Zhou Ziqi (Chinese: 周自齊; pinyin: Zhōu Zìqí; Wade–Giles: Chow Tzu-ch'i; 17 November 1869 – 21 October 1923), was a Chinese politician in the late Qing dynasty and early republican period. He was a member of the Communications Clique.

Biography[edit]

He was born in Guangdong and spoke both Cantonese and Mandarin but he later moved back to his ancestral province of Shandong. He received higher education in the United States at Columbia University. Upon returning to China, he founded Tsinghua University for the purpose of preparing students (in English and science and math) to study in America, while he was in charge of sending students to study in America. He also served as president of the university in 1911.

As the governor of Shandong Province, he supported Yuan Shikai to reverse China from a (people-governing) republic to an empire (monarch) because he believed that the Chinese people, with 98% illiteracy, were not ready to govern themselves. They could only be manipulated by politicians and bring instability and chaos to the country. He later held the following positions: President of Bank of China, Minister of Communication, Minister of Military, Minister of Finance, Minister of Agriculture and Commerce, and the Inspector General of Salt.

He helped leak information about Twenty-One Demands of the Empire of Japan to the media. Zhou may have invited Columbia University political scientist Frank Johnson Goodnow to justify monarchism for China.

During Yuan's monarchic attempt, he was sent to Japan as a special envoy. The Japanese government under Okuma Shigenobu rejected him and he returned to tell Yuan that his government lost foreign support. In 1916, Zhou fled to Japan after President Li Yuanhong ordered the arrest of Yuan's eight top monarchists. He returned to China after the charges were dropped in February 1918.

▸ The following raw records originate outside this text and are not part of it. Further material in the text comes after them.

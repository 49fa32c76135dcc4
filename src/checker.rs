use std::time::Duration;

use anyhow::{Context, Result};
use reqwest::blocking::Client;

/// Per-request timeout for a single health check.
pub const CHECK_TIMEOUT: Duration = Duration::from_secs(5);

/// Result of checking one URL.
#[derive(Debug, Clone, Copy, PartialEq, Eq)]
pub struct CheckOutcome {
    /// HTTP status of the response, 0 when nothing came back.
    pub status_code: u16,
    /// Whether any response was received at all.
    pub is_up: bool,
}

impl CheckOutcome {
    pub const DOWN: Self = Self {
        status_code: 0,
        is_up: false,
    };

    pub fn responded(status_code: u16) -> Self {
        Self {
            status_code,
            is_up: true,
        }
    }
}

/// Something that can tell whether a URL is reachable.
pub trait StatusChecker {
    fn check(&self, address: &str) -> CheckOutcome;
}

/// Checks URLs with one blocking HTTP GET each.
///
/// "Up" means reachable: a 404 or 500 still counts. Only transport failures
/// (bad URL, DNS, refused connection, timeout) report the URL as down.
pub struct HttpChecker {
    client: Client,
}

impl HttpChecker {
    pub fn new() -> Result<Self> {
        Self::with_timeout(CHECK_TIMEOUT)
    }

    pub fn with_timeout(timeout: Duration) -> Result<Self> {
        let client = Client::builder()
            .timeout(timeout)
            .build()
            .context("failed to build HTTP client")?;
        Ok(Self { client })
    }
}

impl StatusChecker for HttpChecker {
    fn check(&self, address: &str) -> CheckOutcome {
        match self.client.get(address).send() {
            Ok(response) => {
                let code = response.status().as_u16();
                log::debug!("GET {address} -> {code}");
                CheckOutcome::responded(code)
            }
            Err(err) => {
                log::debug!("GET {address} failed: {err}");
                CheckOutcome::DOWN
            }
        }
    }
}

#[cfg(test)]
mod tests {
    use super::*;
    use std::net::TcpListener;
    use wiremock::{
        matchers::{method, path},
        Mock, MockServer, ResponseTemplate,
    };

    /// Run a check on a blocking thread; the blocking client must not live on the runtime.
    async fn check_blocking(address: String, timeout: Duration) -> CheckOutcome {
        tokio::task::spawn_blocking(move || {
            HttpChecker::with_timeout(timeout)
                .unwrap()
                .check(&address)
        })
        .await
        .unwrap()
    }

    #[tokio::test(flavor = "multi_thread")]
    async fn ok_response_is_up() {
        let server = MockServer::start().await;
        Mock::given(method("GET"))
            .and(path("/health"))
            .respond_with(ResponseTemplate::new(200))
            .expect(1)
            .mount(&server)
            .await;

        let outcome = check_blocking(format!("{}/health", server.uri()), CHECK_TIMEOUT).await;
        assert_eq!(outcome, CheckOutcome::responded(200));
    }

    #[tokio::test(flavor = "multi_thread")]
    async fn not_found_is_still_up() {
        let server = MockServer::start().await;
        Mock::given(method("GET"))
            .respond_with(ResponseTemplate::new(404))
            .mount(&server)
            .await;

        let outcome = check_blocking(format!("{}/missing", server.uri()), CHECK_TIMEOUT).await;
        assert_eq!(outcome.status_code, 404);
        assert!(outcome.is_up);
    }

    #[tokio::test(flavor = "multi_thread")]
    async fn server_error_is_still_up() {
        let server = MockServer::start().await;
        Mock::given(method("GET"))
            .respond_with(ResponseTemplate::new(500))
            .mount(&server)
            .await;

        let outcome = check_blocking(server.uri(), CHECK_TIMEOUT).await;
        assert_eq!(outcome, CheckOutcome::responded(500));
    }

    #[tokio::test(flavor = "multi_thread")]
    async fn slow_response_times_out_as_down() {
        let server = MockServer::start().await;
        Mock::given(method("GET"))
            .respond_with(ResponseTemplate::new(200).set_delay(Duration::from_secs(2)))
            .mount(&server)
            .await;

        let outcome = check_blocking(server.uri(), Duration::from_millis(200)).await;
        assert_eq!(outcome, CheckOutcome::DOWN);
    }

    #[test]
    fn refused_connection_is_down() {
        // Grab a free port, then close it so nothing is listening.
        let port = {
            let listener = TcpListener::bind("127.0.0.1:0").unwrap();
            listener.local_addr().unwrap().port()
        };
        let checker = HttpChecker::new().unwrap();
        assert_eq!(
            checker.check(&format!("http://127.0.0.1:{port}/")),
            CheckOutcome::DOWN
        );
    }

    #[test]
    fn empty_and_malformed_urls_are_down() {
        let checker = HttpChecker::new().unwrap();
        assert_eq!(checker.check(""), CheckOutcome::DOWN);
        assert_eq!(checker.check("not a url"), CheckOutcome::DOWN);
    }
}
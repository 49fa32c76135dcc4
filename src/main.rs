mod app;
mod checker;
mod event;
mod ticker;
mod ui;

use std::fs::File;
use std::io;
use std::path::{Path, PathBuf};
use std::sync::mpsc;
use std::thread;
use std::time::Duration;

use anyhow::{Context, Result};
use clap::Parser;
use crossterm::{
    event::{self as ct_event, Event},
    execute,
    terminal::{disable_raw_mode, enable_raw_mode, EnterAlternateScreen, LeaveAlternateScreen},
};
use ratatui::{backend::CrosstermBackend, Terminal};
use simplelog::{ConfigBuilder, LevelFilter, WriteLogger};

use crate::app::{App, Command, Input, TICK_INTERVAL};
use crate::checker::HttpChecker;
use crate::event::{AppEvent, Key};

#[derive(Parser)]
#[command(name = "url-monitor", about = "Poll URLs and show which ones are up")]
struct Cli {
    /// Write diagnostic logs to this file
    #[arg(long)]
    log_file: Option<PathBuf>,
}

fn main() {
    let cli = Cli::parse();

    if let Err(err) = start(&cli) {
        println!("Error: {err:#}");
        std::process::exit(1);
    }
}

fn start(cli: &Cli) -> Result<()> {
    if let Some(path) = &cli.log_file {
        init_logging(path)?;
    }
    log::info!("url-monitor starting");

    let checker = HttpChecker::new()?;

    // ── Terminal setup ──────────────────────────────────────────
    enable_raw_mode().context("failed to enable raw mode")?;
    let mut stdout = io::stdout();
    if let Err(err) = execute!(stdout, EnterAlternateScreen) {
        let _ = disable_raw_mode();
        return Err(err).context("failed to enter alternate screen");
    }
    let backend = CrosstermBackend::new(stdout);
    let mut terminal = match Terminal::new(backend) {
        Ok(terminal) => terminal,
        Err(err) => {
            let _ = disable_raw_mode();
            let _ = execute!(io::stdout(), LeaveAlternateScreen);
            return Err(err).context("failed to initialise terminal");
        }
    };

    // Panic hook: restore terminal before printing the panic
    let original_hook = std::panic::take_hook();
    std::panic::set_hook(Box::new(move |info| {
        let _ = disable_raw_mode();
        let _ = execute!(io::stdout(), LeaveAlternateScreen);
        original_hook(info);
    }));

    // ── Run ─────────────────────────────────────────────────────
    let result = run(&mut terminal, &checker);

    // ── Terminal teardown ───────────────────────────────────────
    disable_raw_mode()?;
    execute!(terminal.backend_mut(), LeaveAlternateScreen)?;

    log::info!("url-monitor stopped");
    result
}

fn init_logging(path: &Path) -> Result<()> {
    let log_config = ConfigBuilder::new().set_time_format_rfc3339().build();
    let log_file = File::create(path)
        .with_context(|| format!("failed to create log file {}", path.display()))?;
    WriteLogger::init(LevelFilter::Debug, log_config, log_file)
        .context("failed to install logger")?;
    Ok(())
}

fn run(
    terminal: &mut Terminal<CrosstermBackend<io::Stdout>>,
    checker: &HttpChecker,
) -> Result<()> {
    let mut app = App::new();
    let (tx, rx) = mpsc::channel::<AppEvent>();

    // ── Keyboard + resize thread ────────────────────────────────
    let key_tx = tx.clone();
    thread::spawn(move || loop {
        // Poll with a timeout so the thread notices when the loop is gone.
        match ct_event::poll(Duration::from_millis(100)) {
            Ok(true) => match ct_event::read() {
                Ok(Event::Key(key)) => {
                    if key_tx.send(AppEvent::Key(key)).is_err() {
                        break;
                    }
                }
                Ok(Event::Resize(_, _)) => {
                    if key_tx.send(AppEvent::Resize).is_err() {
                        break;
                    }
                }
                Ok(_) => {}
                Err(_) => break,
            },
            Ok(false) => {}
            Err(_) => break,
        }
    });

    // ── Ticker thread ───────────────────────────────────────────
    let ticker = ticker::spawn(TICK_INTERVAL, tx)?;
    if app.init() == Command::ScheduleTick {
        ticker.arm();
    }

    // ── Main event loop ─────────────────────────────────────────
    terminal.draw(|frame| ui::draw(frame, &app))?;

    while let Ok(event) = rx.recv() {
        let input = match event {
            AppEvent::Key(key) => Input::Key(Key::from(key)),
            AppEvent::Tick => {
                log::debug!("tick: checking {} url(s)", app.urls.len());
                Input::Tick
            }
            AppEvent::Resize => {
                terminal.draw(|frame| ui::draw(frame, &app))?;
                continue;
            }
        };

        match app.update(input, checker) {
            Some(Command::Quit) => break,
            Some(Command::ScheduleTick) => ticker.arm(),
            None => {}
        }

        terminal.draw(|frame| ui::draw(frame, &app))?;
    }

    Ok(())
}
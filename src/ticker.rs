use std::sync::mpsc::{self, Sender};
use std::thread;
use std::time::Duration;

use anyhow::{Context, Result};

use crate::event::AppEvent;

/// Handle to the ticker thread.
///
/// Each call to [`Ticker::arm`] produces exactly one `AppEvent::Tick` after
/// the interval. Dropping the handle stops the thread.
pub struct Ticker {
    arm_tx: Sender<()>,
}

impl Ticker {
    /// Schedule the next tick.
    pub fn arm(&self) {
        // The thread only goes away once the event channel is closed,
        // at which point nobody is waiting for ticks anymore.
        let _ = self.arm_tx.send(());
    }
}

/// Start the ticker in its own thread. It stays idle until armed.
pub fn spawn(interval: Duration, tx: Sender<AppEvent>) -> Result<Ticker> {
    let (arm_tx, arm_rx) = mpsc::channel::<()>();

    thread::Builder::new()
        .name("ticker".into())
        .spawn(move || {
            while arm_rx.recv().is_ok() {
                thread::sleep(interval);
                if tx.send(AppEvent::Tick).is_err() {
                    break;
                }
            }
        })
        .context("failed to start ticker thread")?;

    Ok(Ticker { arm_tx })
}
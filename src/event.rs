use crossterm::event::{KeyCode, KeyEvent, KeyEventKind, KeyModifiers};

/// All events funnelled through the main loop's mpsc channel.
pub enum AppEvent {
    /// A keypress from the keyboard-reading thread.
    Key(KeyEvent),
    /// The ticker fired — time to check every URL.
    Tick,
    /// The terminal was resized — triggers a re-render.
    Resize,
}

/// The keys the state machine reacts to.
#[derive(Debug, Clone, Copy, PartialEq, Eq)]
pub enum Key {
    /// ctrl+c
    Interrupt,
    Enter,
    Esc,
    Backspace,
    /// Any printable character, `/` included.
    Char(char),
    Ignored,
}

impl From<KeyEvent> for Key {
    fn from(key: KeyEvent) -> Self {
        // Some terminals report releases and repeats too; only presses count.
        if key.kind == KeyEventKind::Release {
            return Key::Ignored;
        }
        match (key.code, key.modifiers) {
            (KeyCode::Char('c'), KeyModifiers::CONTROL) => Key::Interrupt,
            (KeyCode::Enter, _) => Key::Enter,
            (KeyCode::Esc, _) => Key::Esc,
            (KeyCode::Backspace, _) => Key::Backspace,
            (KeyCode::Char(c), m) if !m.intersects(KeyModifiers::CONTROL | KeyModifiers::ALT) => {
                Key::Char(c)
            }
            _ => Key::Ignored,
        }
    }
}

1915 He initiated a National Day for Planting Trees, which is carried on until this day in Taiwan (they only changed the day he designated from Qingming to the date of death of Dr. Sun Yat-Sen, March 12); 1916 He was wanted as the "traitor of the Republic" for supporting Yuan Shikai's monarchy and took asylum in Japan; 1918 He was pardoned by President Feng Guozhang 1920 He was appointed as the Minister of Finance

As Xu Shichang's finance minister, he lost in a power struggle against Premier Jin Yunpeng in 1921 and was compelled to resign. Seeking revenge, he convinced Zhang Zuolin to replace Jin with Liang Shiyi, the head of the civilian Communications Clique. He later served as acting premier and acting president briefly in 1922 after Xu resigned. His presidency, the shortest in Chinese history, was interim as the Zhili clique tried to woo Li Yuanhong back into office. Complaining of Zhili interference, he left for the US to study film-making and returned to China to start a studio. He died the following year.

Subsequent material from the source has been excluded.